Now, you might be thinking, why do we need oracles? Can’t we just write the data directly to the blockchain?

The problem with writing data directly to the blockchain is that it is slow and expensive. Every time data is written to the blockchain, it needs to be verified by all the nodes in the network. This process can take minutes or even hours.

With blockchain oracles, data can be written to the blockchain almost instantly. This is because oracles are not subject to the same verification process as regular transactions. They are also much cheaper to use.

This is why fast finality is important in blockchain oracles. With fast finality, data can be written to the blockchain quickly and cheaply. This allows smart contracts to be updated in near real-time, which is essential for many applications.

Other related questions:

Q: What is blockchain finality?

A: Blockchain finality is the property of a blockchain that ensures that once a transaction has been recorded and verified on the blockchain, it cannot be changed or reversed. This is what allows blockchain-based systems to be trustless, as all parties can be certain that a transaction cannot be modified after the fact.

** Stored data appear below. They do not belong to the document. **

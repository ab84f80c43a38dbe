//! loglik_optimizer — argmin-powered maximum-likelihood driver.
//!
//! Purpose
//! -------
//! Maximize a model's log-likelihood `ℓ(θ)` with L-BFGS. A model implements
//! [`LogLikelihood`] once and calls [`maximize`]; solver construction,
//! finite-difference gradients, and outcome normalization live here.
//!
//! Key behaviors
//! -------------
//! - [`adapter::ArgMinAdapter`] exposes `c(θ) = -ℓ(θ)` to argmin.
//! - [`maximize`] validates the start, builds the solver from
//!   [`traits::LineSearcher`], runs it via [`run::run_lbfgs`], and returns an
//!   [`OptimOutcome`].
//! - [`finite_diff`] supplies gradients when the model has none, and the
//!   Hessians used for standard errors.
//!
//! Invariants & assumptions
//! ------------------------
//! - Models report invalid states as [`OptError`](crate::optimization::errors::OptError)
//!   values; the adapter turns them into argmin errors and back.
//! - [`OptimOutcome::converged`] is true only for tolerance-based
//!   termination; hitting `max_iter` is reported as not converged.
//!
//! Conventions
//! -----------
//! - [`Theta`] is unconstrained; constraints are the model's business.
//! - User-facing values are log-likelihoods, never costs.
//!
//! Downstream usage
//! ----------------
//! - `volatility::models::gjr_garch::GjrGarchModel` implements
//!   [`LogLikelihood`] on the average log-likelihood and calls [`maximize`].
//!
//! Testing notes
//! -------------
//! - `api` tests fit a Gaussian on a fixed sample with both line searches;
//!   the remaining submodules test their own checks.

pub mod adapter;
pub mod api;
pub mod builders;
pub mod finite_diff;
pub mod run;
pub mod traits;
pub mod types;
pub mod validation;

// ---- Re-exports (primary public surface) ----------------------------------

pub use self::api::maximize;
pub use self::traits::{LineSearcher, LogLikelihood, MLEOptions, OptimOutcome, Tolerances};
pub use self::types::{Cost, FnEvalMap, Grad, Hessian, Theta, DEFAULT_LBFGS_MEM};

pub mod prelude {
    pub use super::api::maximize;
    pub use super::traits::{LineSearcher, LogLikelihood, MLEOptions, OptimOutcome, Tolerances};
    pub use super::types::{Cost, Grad, Theta};
}
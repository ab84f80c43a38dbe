//! numerical_stability — guarded transforms for parameter reparameterization.
//!
//! Purpose
//! -------
//! Let the optimizer work in ℝᵏ while model coefficients stay admissible:
//! softplus for positivity, logistic for bounded ranges, and a scaled
//! softmax with an implicit slack for the GJR-GARCH stationarity simplex.
//!
//! Conventions
//! -----------
//! - Every forward map has a matching inverse used for starting values.
//! - Constants ([`STATIONARITY_MARGIN`], [`EIGEN_EPS`], [`LOGIT_EPS`]) are
//!   shared by the model and inference layers.

pub mod transformations;

// ---- Re-exports (primary public surface) ----------------------------------

pub use self::transformations::{
    safe_logistic, safe_logit, safe_softmax, safe_softmax_inv, safe_softplus, safe_softplus_inv,
    EIGEN_EPS, LOGIT_EPS, STATIONARITY_MARGIN,
};

pub mod prelude {
    pub use super::transformations::{
        safe_logistic, safe_logit, safe_softmax, safe_softmax_inv, safe_softplus,
        safe_softplus_inv, EIGEN_EPS, STATIONARITY_MARGIN,
    };
}
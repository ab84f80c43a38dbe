//! inference — standard errors for fitted likelihood models.
//!
//! Purpose
//! -------
//! Provide the post-estimation layer behind the diagnostic summary:
//! observed information from finite-difference Hessians, the IID
//! outer-product-of-gradients score covariance, and classical or sandwich
//! standard errors computed with an eigen-based pseudoinverse (`nalgebra`).
//!
//! Conventions
//! -----------
//! - Inputs and outputs are on the average log-likelihood scale.
//! - Errors are reported as [`InferenceError`].

pub mod errors;
pub mod hessian;

// ---- Re-exports (primary surface) -----------------------------------------

pub use self::errors::{InferenceError, InferenceResult};
pub use self::hessian::{avg_scores_cov, calc_standard_errors};

pub mod prelude {
    pub use super::errors::{InferenceError, InferenceResult};
    pub use super::hessian::{avg_scores_cov, calc_standard_errors};
}
//! Price sources: where the pipeline gets its history.
//!
//! [`PriceSource`] is the seam between the pipeline and any market-data
//! provider. The crate ships [`InMemoryPriceSource`], a map from ticker to a
//! prepared [`PriceSeries`], used for tests and for embedding the pipeline in
//! applications that load prices themselves.
use crate::{
    pipeline::errors::{PipelineError, PipelineResult},
    volatility::core::data::PriceSeries,
};
use chrono::NaiveDate;
use std::collections::HashMap;

/// Provider of daily closing prices.
pub trait PriceSource {
    /// Prices for `ticker` from `start_date` (inclusive) to the latest date.
    ///
    /// # Errors
    /// `PipelineError::Source` when the ticker is unavailable, or data
    /// errors when the returned window is too short.
    fn fetch(&self, ticker: &str, start_date: NaiveDate) -> PipelineResult<PriceSeries>;
}

/// In-memory [`PriceSource`] keyed by ticker.
#[derive(Debug, Clone, Default, PartialEq)]
pub struct InMemoryPriceSource {
    series: HashMap<String, PriceSeries>,
}

impl InMemoryPriceSource {
    pub fn new() -> Self {
        Self::default()
    }

    /// Register (or replace) the series for `ticker`.
    pub fn insert(&mut self, ticker: impl Into<String>, series: PriceSeries) {
        self.series.insert(ticker.into(), series);
    }

    /// Builder-style [`insert`](Self::insert).
    pub fn with_series(mut self, ticker: impl Into<String>, series: PriceSeries) -> Self {
        self.insert(ticker, series);
        self
    }
}

impl PriceSource for InMemoryPriceSource {
    /// Dated series are cut at `start_date`; undated series are returned
    /// whole.
    fn fetch(&self, ticker: &str, start_date: NaiveDate) -> PipelineResult<PriceSeries> {
        let series = self.series.get(ticker).ok_or_else(|| PipelineError::Source {
            ticker: ticker.to_string(),
            reason: "ticker not available".to_string(),
        })?;
        Ok(series.since(start_date)?)
    }
}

Q: What is finality Ethereum?

A: The finality of a transaction is the guarantee that it cannot be reverted or changed in any way.

Ethereum’s finality is provided by its consensus algorithm, which ensures that all valid transactions will be included in the blockchain.

Q: What is proof of work in ethereum?

A: Proof of work is a system that allows for a decentralized consensus on the state of a blockchain. It is the most common method used for blockchains, and is used by Ethereum.